Instructions to follow: The answer is a number and nothing else: the count of lines in these entries containing the word "overdue".

[Collected data entries]
-- -- --
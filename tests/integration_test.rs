//! Integration tests for epmtrack
//!
//! Exercise the full derivation pipeline (store -> filters -> metrics) and
//! the export/import adapters against a real on-disk store.

use epmtrack::domain::{AppData, STRATEGIES, Status, Task};
use epmtrack::export::{import_json, tasks_from_csv, tasks_to_csv};
use epmtrack::filter::Filters;
use epmtrack::metrics::Metrics;
use epmtrack::store::TaskStore;
use tempfile::TempDir;

fn two_task_document() -> AppData {
    AppData {
        cycle: "Q4-2025".to_string(),
        tasks: vec![
            Task::with_id("T-A", STRATEGIES[0], "Ship the audit")
                .with_owner("Head Ops")
                .with_due("2025-01-01")
                .with_status(Status::Done)
                .with_progress(100),
            Task::with_id("T-B", STRATEGIES[1], "Unblock the rollout")
                .with_owner("PMO")
                .with_status(Status::Blocked)
                .with_progress(25),
        ],
        okrs: vec![],
    }
}

// =============================================================================
// Derivation pipeline
// =============================================================================

#[test]
fn test_filter_then_metrics_pipeline() {
    let temp = TempDir::new().unwrap();
    let mut store = TaskStore::open(temp.path().join("epmData_v1.json")).unwrap();
    store.replace_all(two_task_document()).unwrap();

    let filters = Filters {
        status: "Blocked".to_string(),
        ..Default::default()
    };
    let visible = filters.apply(&store.current().tasks);
    let ids: Vec<&str> = visible.iter().map(|t| t.id.as_str()).collect();
    assert_eq!(ids, vec!["T-B"]);

    let metrics = Metrics::compute(&visible, "2025-01-10");
    assert_eq!(metrics.total, 1);
    assert_eq!(metrics.blocked, 1);
    assert_eq!(metrics.avg_progress, 25);
    // T-B has no due date, so it is never overdue
    assert_eq!(metrics.overdue, 0);
}

#[test]
fn test_metrics_follow_the_filtered_subset() {
    let temp = TempDir::new().unwrap();
    let mut store = TaskStore::open(temp.path().join("epmData_v1.json")).unwrap();
    store.replace_all(two_task_document()).unwrap();

    let all = Metrics::compute(&store.current().tasks, "2025-01-10");
    assert_eq!(all.total, 2);
    assert_eq!(all.done + all.in_progress + all.blocked + all.not_started, all.total);

    let done_only = Filters {
        status: "Done".to_string(),
        ..Default::default()
    };
    let visible = done_only.apply(&store.current().tasks);
    let m = Metrics::compute(&visible, "2025-01-10");
    assert_eq!(m.total, 1);
    assert_eq!(m.avg_progress, 100);
}

// =============================================================================
// Export / import
// =============================================================================

#[test]
fn test_csv_export_covers_all_tasks_not_the_filtered_subset() {
    let data = two_task_document();
    let csv = tasks_to_csv(&data.tasks);
    let lines: Vec<&str> = csv.lines().collect();
    assert_eq!(lines.len(), 1 + data.tasks.len());
    assert!(lines[0].starts_with("\"ID\",\"Strategi\""));
}

#[test]
fn test_csv_round_trip_through_store() {
    let temp = TempDir::new().unwrap();
    let mut store = TaskStore::open(temp.path().join("epmData_v1.json")).unwrap();
    let mut data = two_task_document();
    data.tasks[1].notes = "first\nsecond".to_string();
    store.replace_all(data).unwrap();

    let parsed = tasks_from_csv(&tasks_to_csv(&store.current().tasks)).unwrap();
    assert_eq!(parsed[0], store.current().tasks[0]);
    assert_eq!(parsed[1].notes, "first second");
}

#[test]
fn test_import_replaces_document_wholesale() {
    let temp = TempDir::new().unwrap();
    let path = temp.path().join("epmData_v1.json");
    let mut store = TaskStore::open(&path).unwrap();

    let raw = serde_json::to_string(&two_task_document()).unwrap();
    let imported = import_json(&raw).unwrap();
    store.replace_all(imported).unwrap();
    assert_eq!(store.current().tasks.len(), 2);

    // Survives reopen
    let reopened = TaskStore::open(&path).unwrap();
    assert_eq!(reopened.current(), store.current());
}

#[test]
fn test_failed_import_leaves_store_unchanged() {
    let temp = TempDir::new().unwrap();
    let path = temp.path().join("epmData_v1.json");
    let mut store = TaskStore::open(&path).unwrap();
    store.replace_all(two_task_document()).unwrap();
    let before_file = std::fs::read_to_string(&path).unwrap();

    assert!(import_json(r#"{"cycle": "Q9", "okrs": []}"#).is_err());
    assert!(import_json("{broken").is_err());

    // Store untouched on failure, byte for byte
    assert_eq!(std::fs::read_to_string(&path).unwrap(), before_file);
    assert_eq!(store.current().tasks.len(), 2);
}

// =============================================================================
// Store lifecycle
// =============================================================================

#[test]
fn test_add_remove_restores_pre_add_content() {
    let temp = TempDir::new().unwrap();
    let mut store = TaskStore::open(temp.path().join("epmData_v1.json")).unwrap();
    store.replace_all(two_task_document()).unwrap();
    let before = store.current().tasks.clone();

    let task = Task::new(STRATEGIES[5], "Temporary");
    let id = task.id.clone();
    store.add(task).unwrap();
    store.remove(&id).unwrap();

    assert_eq!(store.current().tasks, before);
}

#[test]
fn test_cycle_label_is_display_only() {
    let temp = TempDir::new().unwrap();
    let mut store = TaskStore::open(temp.path().join("epmData_v1.json")).unwrap();
    store.replace_all(two_task_document()).unwrap();

    store.set_cycle("Q1-2026").unwrap();
    assert_eq!(store.current().cycle, "Q1-2026");

    // Changing the cycle never affects which tasks filters select
    let visible = Filters::default().apply(&store.current().tasks);
    assert_eq!(visible.len(), 2);
}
-- -- --
Solution for this problem: 2